• Work request
In the records below, find the line with "ceiling initialized to" and the line with "#[cfg(test)]". Print both exactly, along with every line between them, and no other line.

• Material for the task
-=-=-=-=-
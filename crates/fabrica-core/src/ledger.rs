//! Per-player resource accounting.
//!
//! A [`Ledger`] holds one [`ResourceContainer`] per catalog resource. During
//! a tick the orchestrator derives a *transient* ledger from it: zero stock,
//! ceiling equal to the pre-tick spare capacity. The settlement loop runs
//! entirely against the transient ledger, and reconciliation folds the net
//! flow back into the persistent one.

use crate::catalog::Catalog;
use crate::fixed::Fixed64;
use crate::id::ResourceTypeId;
use std::collections::BTreeMap;

/// A per-resource stock with a storage ceiling.
#[derive(Debug, Clone, Copy, PartialEq, serde::Serialize, serde::Deserialize)]
pub struct ResourceContainer {
    pub resource: ResourceTypeId,
    pub count: Fixed64,
    pub max_count: Fixed64,
}

impl ResourceContainer {
    pub fn new(resource: ResourceTypeId, count: Fixed64, max_count: Fixed64) -> Self {
        Self {
            resource,
            count,
            max_count,
        }
    }

    /// Remaining storage headroom. Negative when the ceiling was lowered
    /// below current stock; throttle math clamps that to zero flow.
    pub fn headroom(&self) -> Fixed64 {
        self.max_count - self.count
    }

    /// At or over the ceiling. A full container hard-stalls every machine
    /// configured to output into it.
    pub fn is_full(&self) -> bool {
        self.count >= self.max_count
    }
}

/// A player's resource book: one container per catalog resource, in
/// deterministic id order.
#[derive(Debug, Clone, PartialEq)]
pub struct Ledger {
    containers: BTreeMap<ResourceTypeId, ResourceContainer>,
}

impl Ledger {
    /// One container per catalog resource, each with the given stock and
    /// ceiling.
    pub fn seeded(catalog: &Catalog, count: Fixed64, max_count: Fixed64) -> Self {
        let containers = catalog
            .resource_ids()
            .map(|id| (id, ResourceContainer::new(id, count, max_count)))
            .collect();
        Self { containers }
    }

    pub fn get(&self, id: ResourceTypeId) -> Option<&ResourceContainer> {
        self.containers.get(&id)
    }

    pub fn get_mut(&mut self, id: ResourceTypeId) -> Option<&mut ResourceContainer> {
        self.containers.get_mut(&id)
    }

    pub fn iter(&self) -> impl Iterator<Item = (ResourceTypeId, &ResourceContainer)> {
        self.containers.iter().map(|(id, c)| (*id, c))
    }

    /// The Phase A settlement ledger: zero stock, ceiling initialized to
    /// this ledger's pre-tick spare capacity. It tracks net flow bounded by
    /// headroom, not absolute stock.
    pub fn transient(&self) -> Ledger {
        let containers = self
            .containers
            .iter()
            .map(|(id, c)| {
                (
                    *id,
                    ResourceContainer::new(*id, Fixed64::from_num(0), c.headroom()),
                )
            })
            .collect();
        Self { containers }
    }
}

// ===========================================================================
// Tests
// ===========================================================================

#[cfg(test)]
mod tests {
    use super::*;
    use crate::catalog::{CatalogBuilder, ResourceFormat};

    fn two_resource_catalog() -> Catalog {
        let mut b = CatalogBuilder::new();
        b.register_resource("iron_ore", ResourceFormat::Particulate);
        let drone = b.register_resource("drone", ResourceFormat::Unit);
        b.set_logistics(drone);
        b.build().unwrap()
    }

    #[test]
    fn seeded_covers_every_resource() {
        let catalog = two_resource_catalog();
        let ledger = Ledger::seeded(&catalog, Fixed64::from_num(300), Fixed64::from_num(5000));
        assert_eq!(ledger.iter().count(), 2);
        let ore = ledger.get(ResourceTypeId(0)).unwrap();
        assert_eq!(ore.count, Fixed64::from_num(300));
        assert_eq!(ore.max_count, Fixed64::from_num(5000));
    }

    #[test]
    fn headroom_and_full() {
        let c = ResourceContainer::new(
            ResourceTypeId(0),
            Fixed64::from_num(4),
            Fixed64::from_num(10),
        );
        assert_eq!(c.headroom(), Fixed64::from_num(6));
        assert!(!c.is_full());

        let full = ResourceContainer::new(
            ResourceTypeId(0),
            Fixed64::from_num(10),
            Fixed64::from_num(10),
        );
        assert!(full.is_full());
    }

    #[test]
    fn lowered_ceiling_gives_negative_headroom() {
        let c = ResourceContainer::new(
            ResourceTypeId(0),
            Fixed64::from_num(12),
            Fixed64::from_num(10),
        );
        assert!(c.headroom() < Fixed64::from_num(0));
        assert!(c.is_full());
    }

    #[test]
    fn transient_tracks_spare_capacity() {
        let catalog = two_resource_catalog();
        let mut ledger = Ledger::seeded(&catalog, Fixed64::from_num(300), Fixed64::from_num(5000));
        ledger.get_mut(ResourceTypeId(0)).unwrap().count = Fixed64::from_num(4800);

        let transient = ledger.transient();
        let ore = transient.get(ResourceTypeId(0)).unwrap();
        assert_eq!(ore.count, Fixed64::from_num(0));
        assert_eq!(ore.max_count, Fixed64::from_num(200));

        let drone = transient.get(ResourceTypeId(1)).unwrap();
        assert_eq!(drone.max_count, Fixed64::from_num(4700));
    }
}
-=-=-=-=-
• Response
    /// The Phase A settlement ledger: zero stock, ceiling initialized to
    /// this ledger's pre-tick spare capacity. It tracks net flow bounded by
    /// headroom, not absolute stock.
    pub fn transient(&self) -> Ledger {
        let containers = self
            .containers
            .iter()
            .map(|(id, c)| {
                (
                    *id,
                    ResourceContainer::new(*id, Fixed64::from_num(0), c.headroom()),
                )
            })
            .collect();
        Self { containers }
    }
}

// ===========================================================================
// Tests
// ===========================================================================

#[cfg(test)]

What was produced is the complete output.